This Research Topic is part of the Precision Physical Activity and Exercise Prescriptions for Disease Prevention: The Effect of Interindividual Variability Under Different Training Approaches series:
Precision Physical Activity and Exercise Prescriptions for Disease Prevention: The Effect of Interindividual Variability Under Different Training Approaches, Volume II

Precision/personalized medicine is an emerging approach for prevention as well as more effective diagnosis and disease treatment that takes into account variability in genes, environment, and lifestyle for each individual. Precision medicine will enable health care providers to more accurately define the optimal treatment and prevention strategies for a particular disease phenotype and if widely implemented may lead to large clinical and public health improvements both in the US and globally. Despite an initial focus on “genes, drugs and disease”, aspects related to social, environmental and behavioral disease determinants are increasingly being emphasized.

Physical activity (PA) and is a very promising intervention for the modulation of both health span and lifespan in a number of species. Substantial evidence already exists in support of multipronged PA and exercise counselling, prescription and referral strategies. Evidence shows that PA has a significant role, in many cases comparable or superior to drug interventions, in the prevention and treatment of more than 40 non-communicable chronic diseases such as obesity, heart disease, diabetes, hypertension, cancer, depression, Alzheimer’s, arthritis, and osteoporosis. Physical activity, as an intervention, is one of the most important components in improving the functional capacity of frail seniors. Accordingly, an important conceptual idea for frailty is that the focus should be on functionality and not on the diagnosis of disease for older patients.

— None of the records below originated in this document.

//! Diagnostics handed back to the host.
//!
//! Every failure the engine produces (classification errors, match failures,
//! synthesis invariant failures) is converted into a [`Diagnostic`] with a
//! stable [`DiagnosticCode`], a severity, a message and the identity of the
//! record it concerns.
//!
//! # Examples
//!
//! ```
//! use stencil_core::{Diagnostic, DiagnosticCode, Diagnostics, Severity};
//!
//! let mut diagnostics = Diagnostics::new();
//! diagnostics.push(Diagnostic::new(
//!     Severity::Warning,
//!     DiagnosticCode::ConflictingDefinition,
//!     "template 'Comparer' declared twice",
//! ));
//! assert!(!diagnostics.has_errors());
//! assert_eq!(diagnostics.warning_count(), 1);
//! ```

use std::collections::VecDeque;
use std::fmt;

use crate::{
    ClassificationError, MatchFailure, MatchFailureKind, RecordIdentity, SynthesisError,
};

/// The severity level of a diagnostic.
#[derive(Debug, Clone, Copy, PartialEq, Eq, Hash, PartialOrd, Ord)]
pub enum Severity {
    /// The affected unit produces no output.
    Error,
    /// Output is unaffected, but something looks wrong.
    Warning,
    /// Informational.
    Info,
}

impl Severity {
    pub fn as_str(self) -> &'static str {
        match self {
            Severity::Error => "error",
            Severity::Warning => "warning",
            Severity::Info => "info",
        }
    }
}

/// Stable diagnostic codes.
#[derive(Debug, Clone, Copy, PartialEq, Eq, Hash, PartialOrd, Ord)]
pub enum DiagnosticCode {
    Classification,
    NoImplementationFound,
    ConstraintViolation,
    ArityMismatch,
    AmbiguousImplementations,
    MissingMembers,
    UnknownImplementation,
    ConstraintsNotSubsumed,
    ConflictingDefinition,
    PendingInstantiation,
    UnknownTemplate,
    SynthesisInvariant,
}

impl DiagnosticCode {
    pub fn as_str(self) -> &'static str {
        match self {
            DiagnosticCode::Classification => "STN0001",
            DiagnosticCode::NoImplementationFound => "STN0101",
            DiagnosticCode::ConstraintViolation => "STN0102",
            DiagnosticCode::ArityMismatch => "STN0103",
            DiagnosticCode::AmbiguousImplementations => "STN0104",
            DiagnosticCode::MissingMembers => "STN0105",
            DiagnosticCode::UnknownImplementation => "STN0106",
            DiagnosticCode::ConstraintsNotSubsumed => "STN0201",
            DiagnosticCode::ConflictingDefinition => "STN0202",
            DiagnosticCode::PendingInstantiation => "STN0203",
            DiagnosticCode::UnknownTemplate => "STN0204",
            DiagnosticCode::SynthesisInvariant => "STN0301",
        }
    }
}

impl fmt::Display for DiagnosticCode {
    fn fmt(&self, f: &mut fmt::Formatter<'_>) -> fmt::Result {
        f.write_str(self.as_str())
    }
}

/// A single diagnostic message.
#[derive(Debug, Clone, PartialEq, Eq)]
pub struct Diagnostic {
    pub severity: Severity,
    pub code: DiagnosticCode,
    pub message: String,
    /// The record this diagnostic is about, if any.
    pub related: Option<RecordIdentity>,
}

impl Diagnostic {
    pub fn new(severity: Severity, code: DiagnosticCode, message: impl Into<String>) -> Self {
        Self {
            severity,
            code,
            message: message.into(),
            related: None,
        }
    }

    pub fn error(code: DiagnosticCode, message: impl Into<String>) -> Self {
        Self::new(Severity::Error, code, message)
    }

    pub fn warning(code: DiagnosticCode, message: impl Into<String>) -> Self {
        Self::new(Severity::Warning, code, message)
    }

    pub fn with_related(mut self, related: impl Into<RecordIdentity>) -> Self {
        self.related = Some(related.into());
        self
    }

    pub fn is_error(&self) -> bool {
        self.severity == Severity::Error
    }
}

impl fmt::Display for Diagnostic {
    fn fmt(&self, f: &mut fmt::Formatter<'_>) -> fmt::Result {
        write!(f, "{}[{}]: {}", self.severity.as_str(), self.code, self.message)?;
        if let Some(related) = &self.related {
            write!(f, " ({related})")?;
        }
        Ok(())
    }
}

impl From<&MatchFailureKind> for DiagnosticCode {
    fn from(kind: &MatchFailureKind) -> Self {
        match kind {
            MatchFailureKind::NoImplementationFound { .. } => DiagnosticCode::NoImplementationFound,
            MatchFailureKind::ConstraintViolation { .. } => DiagnosticCode::ConstraintViolation,
            MatchFailureKind::ArityMismatch { .. } => DiagnosticCode::ArityMismatch,
            MatchFailureKind::AmbiguousImplementations { .. } => {
                DiagnosticCode::AmbiguousImplementations
            }
            MatchFailureKind::MissingMembers { .. } => DiagnosticCode::MissingMembers,
            MatchFailureKind::UnknownImplementation { .. } => DiagnosticCode::UnknownImplementation,
            MatchFailureKind::ConstraintsNotSubsumed { .. } => {
                DiagnosticCode::ConstraintsNotSubsumed
            }
        }
    }
}

impl From<&MatchFailure> for Diagnostic {
    fn from(failure: &MatchFailure) -> Self {
        Diagnostic::error(DiagnosticCode::from(&failure.kind), failure.kind.to_string())
            .with_related(failure.record.clone())
    }
}

impl From<MatchFailure> for Diagnostic {
    fn from(failure: MatchFailure) -> Self {
        Diagnostic::from(&failure)
    }
}

impl From<&ClassificationError> for Diagnostic {
    fn from(error: &ClassificationError) -> Self {
        let diagnostic = Diagnostic::error(DiagnosticCode::Classification, error.to_string());
        match error.declaration() {
            Some(name) => diagnostic.with_related(RecordIdentity::Declaration(name.clone())),
            None => diagnostic,
        }
    }
}

impl From<&SynthesisError> for Diagnostic {
    fn from(error: &SynthesisError) -> Self {
        Diagnostic::error(DiagnosticCode::SynthesisInvariant, error.to_string())
    }
}

/// An ordered collection of diagnostics.
#[derive(Debug, Clone, Default)]
pub struct Diagnostics {
    diagnostics: VecDeque<Diagnostic>,
    has_errors: bool,
}

impl Diagnostics {
    pub fn new() -> Self {
        Self::default()
    }

    pub fn push(&mut self, diagnostic: Diagnostic) {
        if diagnostic.is_error() {
            self.has_errors = true;
        }
        self.diagnostics.push_back(diagnostic);
    }

    pub fn extend(&mut self, diagnostics: impl IntoIterator<Item = Diagnostic>) {
        for diagnostic in diagnostics {
            self.push(diagnostic);
        }
    }

    pub fn has_errors(&self) -> bool {
        self.has_errors
    }

    pub fn is_empty(&self) -> bool {
        self.diagnostics.is_empty()
    }

    pub fn len(&self) -> usize {
        self.diagnostics.len()
    }

    pub fn error_count(&self) -> usize {
        self.errors().count()
    }

    pub fn warning_count(&self) -> usize {
        self.iter()
            .filter(|d| d.severity == Severity::Warning)
            .count()
    }

    pub fn iter(&self) -> impl Iterator<Item = &Diagnostic> {
        self.diagnostics.iter()
    }

    pub fn errors(&self) -> impl Iterator<Item = &Diagnostic> {
        self.iter().filter(|d| d.is_error())
    }

    /// All diagnostics with the given code.
    pub fn with_code(&self, code: DiagnosticCode) -> impl Iterator<Item = &Diagnostic> {
        self.iter().filter(move |d| d.code == code)
    }
}

impl IntoIterator for Diagnostics {
    type Item = Diagnostic;
    type IntoIter = std::collections::vec_deque::IntoIter<Diagnostic>;

    fn into_iter(self) -> Self::IntoIter {
        self.diagnostics.into_iter()
    }
}

impl<'a> IntoIterator for &'a Diagnostics {
    type Item = &'a Diagnostic;
    type IntoIter = std::collections::vec_deque::Iter<'a, Diagnostic>;

    fn into_iter(self) -> Self::IntoIter {
        self.diagnostics.iter()
    }
}

impl fmt::Display for Diagnostics {
    fn fmt(&self, f: &mut fmt::Formatter<'_>) -> fmt::Result {
        for diagnostic in &self.diagnostics {
            writeln!(f, "{diagnostic}")?;
        }
        Ok(())
    }
}
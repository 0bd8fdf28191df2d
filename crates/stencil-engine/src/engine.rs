//! The engine handle hosts hold on to.
//!
//! A [`TemplateEngine`] owns the configuration and the notification channels.
//! Each call to [`TemplateEngine::begin_pass`] starts a [`DiscoveryPass`] with
//! its own empty dedup store.
//!
//! # Example
//!
//! ```
//! use stencil_core::{
//!     ConcreteType, ConstraintFlags, DeclarationKind, DeclarationShape, DeclaredMember, Marker,
//!     MemberSignature, Param, ParamConstraints, TypeRef,
//! };
//! use stencil_engine::{EngineConfig, TemplateEngine};
//!
//! let less = MemberSignature::new(
//!     "less",
//!     vec![Param::new("a", TypeRef::param("T")), Param::new("b", TypeRef::param("T"))],
//!     TypeRef::named("Bool"),
//! );
//! let value_t = ParamConstraints::new("T").with_flags(ConstraintFlags::VALUE_TYPE);
//!
//! let engine = TemplateEngine::new(EngineConfig::default());
//! let interfaces = engine.subscribe_interfaces();
//! let pass = engine.begin_pass();
//!
//! let comparer = DeclarationShape::new("Comparer", DeclarationKind::Interface)
//!     .with_param(value_t.clone())
//!     .with_member(DeclaredMember::abstract_member(less.clone()));
//! let num = DeclarationShape::new("NumComparer", DeclarationKind::Struct)
//!     .with_param(value_t)
//!     .with_member(DeclaredMember::with_body(less, "return a < b;"));
//! let request = DeclarationShape::new("Requests", DeclarationKind::Class);
//!
//! pass.offer(&comparer, &Marker::Interface).unwrap();
//! pass.offer(&num, &Marker::implementation("Comparer")).unwrap();
//! pass.offer(
//!     &request,
//!     &Marker::instantiation(
//!         "Comparer",
//!         vec![ConcreteType::unmanaged("Int32")],
//!         "Comparer_Int32",
//!     ),
//! )
//! .unwrap();
//!
//! let outcome = pass.complete().unwrap();
//! let (units, diagnostics) = outcome.synthesize_all();
//! assert!(diagnostics.is_empty());
//! assert!(units[0].source_text.contains("fn less(a: Int32, b: Int32) -> Bool"));
//! assert_eq!(interfaces.drain().len(), 1);
//! ```

use std::sync::Arc;
use std::sync::atomic::{AtomicU64, Ordering};

use stencil_core::{
    TemplateImplementationRecord, TemplateInstantiationRecord, TemplateInterfaceRecord,
};

use crate::config::EngineConfig;
use crate::events::{Discovery, EventHub, Subscription};
use crate::pass::DiscoveryPass;

/// Entry point of the discovery engine.
#[derive(Debug)]
pub struct TemplateEngine {
    config: Arc<EngineConfig>,
    hub: Arc<EventHub>,
    next_pass: AtomicU64,
}

impl Default for TemplateEngine {
    fn default() -> Self {
        Self::new(EngineConfig::default())
    }
}

impl TemplateEngine {
    pub fn new(config: EngineConfig) -> Self {
        let hub = Arc::new(EventHub::new(&config));
        Self {
            config: Arc::new(config),
            hub,
            next_pass: AtomicU64::new(1),
        }
    }

    pub fn config(&self) -> &EngineConfig {
        &self.config
    }

    /// Start a pass with a fresh dedup store.
    pub fn begin_pass(&self) -> DiscoveryPass {
        let id = self.next_pass.fetch_add(1, Ordering::Relaxed);
        DiscoveryPass::new(id, Arc::clone(&self.config), Arc::clone(&self.hub))
    }

    // ------------------------------------------------------------------------
    // Subscriptions
    // ------------------------------------------------------------------------

    pub fn subscribe_interfaces(&self) -> Subscription<TemplateInterfaceRecord> {
        self.hub.interfaces.subscribe()
    }

    pub fn subscribe_implementations(&self) -> Subscription<TemplateImplementationRecord> {
        self.hub.implementations.subscribe()
    }

    pub fn subscribe_instantiations(&self) -> Subscription<TemplateInstantiationRecord> {
        self.hub.instantiations.subscribe()
    }

    /// Run `listener` on the dispatch lane for every new interface.
    pub fn on_interface_found(
        &self,
        listener: impl Fn(&Discovery<TemplateInterfaceRecord>) + Send + Sync + 'static,
    ) {
        self.hub.interfaces.add_listener(listener);
    }

    pub fn on_implementation_found(
        &self,
        listener: impl Fn(&Discovery<TemplateImplementationRecord>) + Send + Sync + 'static,
    ) {
        self.hub.implementations.add_listener(listener);
    }

    pub fn on_instantiation_found(
        &self,
        listener: impl Fn(&Discovery<TemplateInstantiationRecord>) + Send + Sync + 'static,
    ) {
        self.hub.instantiations.add_listener(listener);
    }

    /// Block until every callback notification dispatched so far has run.
    pub fn flush_notifications(&self) {
        self.hub.flush();
    }
}
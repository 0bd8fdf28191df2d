// tests/synthesis_tests.rs
//! End-to-end synthesis tests: declarations in, specialized source out.


use stencil::prelude::*;
use test_harness::*;

#[test]
fn test_round_trip_comparer_int32() {
    let engine = TemplateEngine::default();
    let outcome = standard_outcome(&engine);
    let (units, diagnostics) = outcome.synthesize_all();

    assert!(diagnostics.is_empty(), "{diagnostics}");
    assert_eq!(units.len(), 1);
    let unit = &units[0];
    assert_eq!(unit.output_name.to_string(), "Generated::Comparer_Int32");
    assert_eq!(unit.unit.implements.to_string(), "Collections::Comparer<Int32>");

    let names: Vec<&str> = unit
        .unit
        .members
        .iter()
        .map(|m| m.signature.name.as_str())
        .collect();
    assert_eq!(names, vec!["less", "equal"]);

    let less = unit.unit.member("less").unwrap();
    assert_eq!(less.signature.to_string(), "less(a: Int32, b: Int32) -> Bool");
    assert_eq!(less.body, "let lhs: Int32 = a;\nreturn lhs < b;");
    let equal = unit.unit.member("equal").unwrap();
    assert_eq!(equal.signature.to_string(), "equal(a: Int32, b: Int32) -> Bool");
    assert_eq!(equal.body, "let rhs: Int32 = b;\nreturn !(a < rhs) && !(rhs < a);");

    assert!(
        !identifiers(&unit.source_text).iter().any(|i| i == "T"),
        "generic parameter survived:\n{}",
        unit.source_text
    );
}

#[test]
fn test_renamed_implementation_parameter() {
    let engine = TemplateEngine::default();
    let pass = engine.begin_pass();
    pass.offer(&comparer_interface(), &Marker::Interface).unwrap();
    pass.offer(
        &comparer_implementation("NumComparer", value_param("Elem")),
        &implements_comparer(),
    )
    .unwrap();
    pass.offer(
        &requests(),
        &comparer_request(vec![ConcreteType::unmanaged("Float64")], "Comparer_Float64"),
    )
    .unwrap();
    let outcome = pass.complete().unwrap();

    let unit = outcome.units().next().unwrap().unwrap();
    assert_eq!(
        unit.unit.member("less").unwrap().body,
        "let lhs: Float64 = a;\nreturn lhs < b;"
    );
    assert!(!identifiers(&unit.source_text).iter().any(|i| i == "Elem"));
}

#[test]
fn test_signature_keeps_implementation_parameter_names() {
    let interface_less = MemberSignature::new(
        "less",
        vec![
            Param::new("x", TypeRef::param("T")),
            Param::new("y", TypeRef::param("T")),
        ],
        TypeRef::named("Bool"),
    );
    let interface = DeclarationShape::new("Ordering", DeclarationKind::Interface)
        .with_param(value_param("T"))
        .with_member(DeclaredMember::abstract_member(interface_less));
    let implementation = DeclarationShape::new("PlainOrdering", DeclarationKind::Struct)
        .with_param(value_param("T"))
        .with_member(DeclaredMember::with_body(less("T"), "return a < b;"));

    let engine = TemplateEngine::default();
    let pass = engine.begin_pass();
    pass.offer(&interface, &Marker::Interface).unwrap();
    pass.offer(&implementation, &Marker::implementation("Ordering")).unwrap();
    pass.offer(
        &requests(),
        &Marker::instantiation("Ordering", vec![int32()], "Ordering_Int32"),
    )
    .unwrap();
    let (units, diagnostics) = pass.complete().unwrap().synthesize_all();
    assert!(diagnostics.is_empty(), "{diagnostics}");

    let less = units[0].unit.member("less").unwrap();
    assert_eq!(less.signature.to_string(), "less(a: Int32, b: Int32) -> Bool");
    assert_eq!(less.body, "return a < b;");
    assert!(
        units[0]
            .source_text
            .contains("fn less(a: Int32, b: Int32) -> Bool {\n        return a < b;")
    );
}

#[test]
fn test_two_parameter_template_with_nested_argument() {
    let get = MemberSignature::new(
        "get",
        vec![Param::new("key", TypeRef::param("K"))],
        TypeRef::param("V"),
    );
    let map = DeclarationShape::new("Lookup", DeclarationKind::Interface)
        .with_param(ParamConstraints::new("K").require_operator(Operator::Equals))
        .with_param(ParamConstraints::new("V"))
        .with_member(DeclaredMember::abstract_member(get.clone()));
    let linear = DeclarationShape::new("LinearLookup", DeclarationKind::Class)
        .with_param(ParamConstraints::new("K").require_operator(Operator::Equals))
        .with_param(ParamConstraints::new("V"))
        .with_member(DeclaredMember::with_body(
            get,
            "for entry in self.entries { if entry.key == key { return entry.value as V; } }\n\
             return V::default();",
        ));

    let string_key = ConcreteType::reference("String").with_operator(Operator::Equals);
    let list = ConcreteType::new(
        TypeRef::generic("List", vec![TypeRef::named("Int32")]),
        stencil::TypeCategory::Reference,
    );

    let engine = TemplateEngine::default();
    let pass = engine.begin_pass();
    pass.offer(&map, &Marker::Interface).unwrap();
    pass.offer(&linear, &Marker::implementation("Lookup")).unwrap();
    pass.offer(
        &requests(),
        &Marker::Instantiation {
            template: "Lookup".into(),
            arguments: vec![string_key, list],
            output_name: None,
            implementation: None,
        },
    )
    .unwrap();
    let outcome = pass.complete().unwrap();
    let (units, diagnostics) = outcome.synthesize_all();
    assert!(diagnostics.is_empty(), "{diagnostics}");

    let unit = &units[0];
    assert_eq!(unit.output_name.to_string(), "Generated::Lookup_String_List_Int32");
    let get = unit.unit.member("get").unwrap();
    assert_eq!(get.signature.to_string(), "get(key: String) -> List<Int32>");
    assert!(get.body.contains("entry.value as List<Int32>"));
    assert!(get.body.contains("return List<Int32>::default();"));

    // K requires ==, so one witness forwards it.
    assert_eq!(unit.auxiliary.len(), 1);
    let witness = &unit.auxiliary[0];
    assert_eq!(witness.name.to_string(), "Generated::Lookup_String_List_Int32_KOps");
    assert!(witness.member("op_equals").is_some());
}

#[test]
fn test_failed_instantiation_produces_no_unit() {
    let engine = TemplateEngine::default();
    let pass = engine.begin_pass();
    pass.offer(&comparer_interface(), &Marker::Interface).unwrap();
    pass.offer(
        &comparer_implementation("NumComparer", value_param("T")),
        &implements_comparer(),
    )
    .unwrap();
    pass.offer(&requests(), &comparer_request(vec![int32()], "Comparer_Int32"))
        .unwrap();
    pass.offer(&requests(), &comparer_request(vec![string()], "Comparer_String"))
        .unwrap();
    let outcome = pass.complete().unwrap();

    let (units, diagnostics) = outcome.synthesize_all();
    assert_eq!(units.len(), 1);
    assert_eq!(diagnostics.error_count(), 1);
    assert_eq!(
        diagnostics.errors().next().unwrap().code,
        DiagnosticCode::ConstraintViolation
    );
}

#[test]
fn test_synthesis_is_deterministic_across_passes() {
    let engine = TemplateEngine::default();
    let first = standard_outcome(&engine).synthesize_all().0;
    let second = standard_outcome(&engine).synthesize_all().0;
    assert_eq!(first, second);
}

Despite the overwhelming scientific evidence that PA improves the health of the population, society in general and health professionals in particular are not yet clear on how to approach this matter. Although an initial good step, PA and exercise prescriptions as a form of medicine are much more than just walking. Unfortunately, exercise programs are typically developed for the average person controlling relative intensity efforts, (i.e "one-size-fits-all" approach), with less consideration for the differences between individuals. This would necessarily involve an individualized prescription according to the functional capacity of the person, with specific recommendations about the dose (intensity, volume, and frequency), similar to those of other medications. Indeed, researchers have recognized the substantial variability in patient response to physical exercise interventions and have sought to understand these differences. Precision PA and exercise prescriptions can help address the substantial variability in individual patient response to health-related fitness outcomes and tailoring of exercise program to the individual phenotype of each patient. In this context, there are two main components: a short-term focus on improving chronic disease-related declines in functional capacity and a longer-term aim to generate knowledge applicable to the whole range of maintaining optimal health and preventing diseases. For example, in cancer disease there is increasing interest in health-related fitness outcomes by exercise researchers makes the application of precision medicine (i.e., the focus on genetic and molecular subgroups) much more relevant. Nevertheless, there are some differences between exercise and medical interventions that may have implications for the application of precision medicine to exercise oncology. Several reports pertain to ‘average data’, and there is a wide interindividual variability in response to exercise training (IVRET), which has mainly been explored in endurance-based studies.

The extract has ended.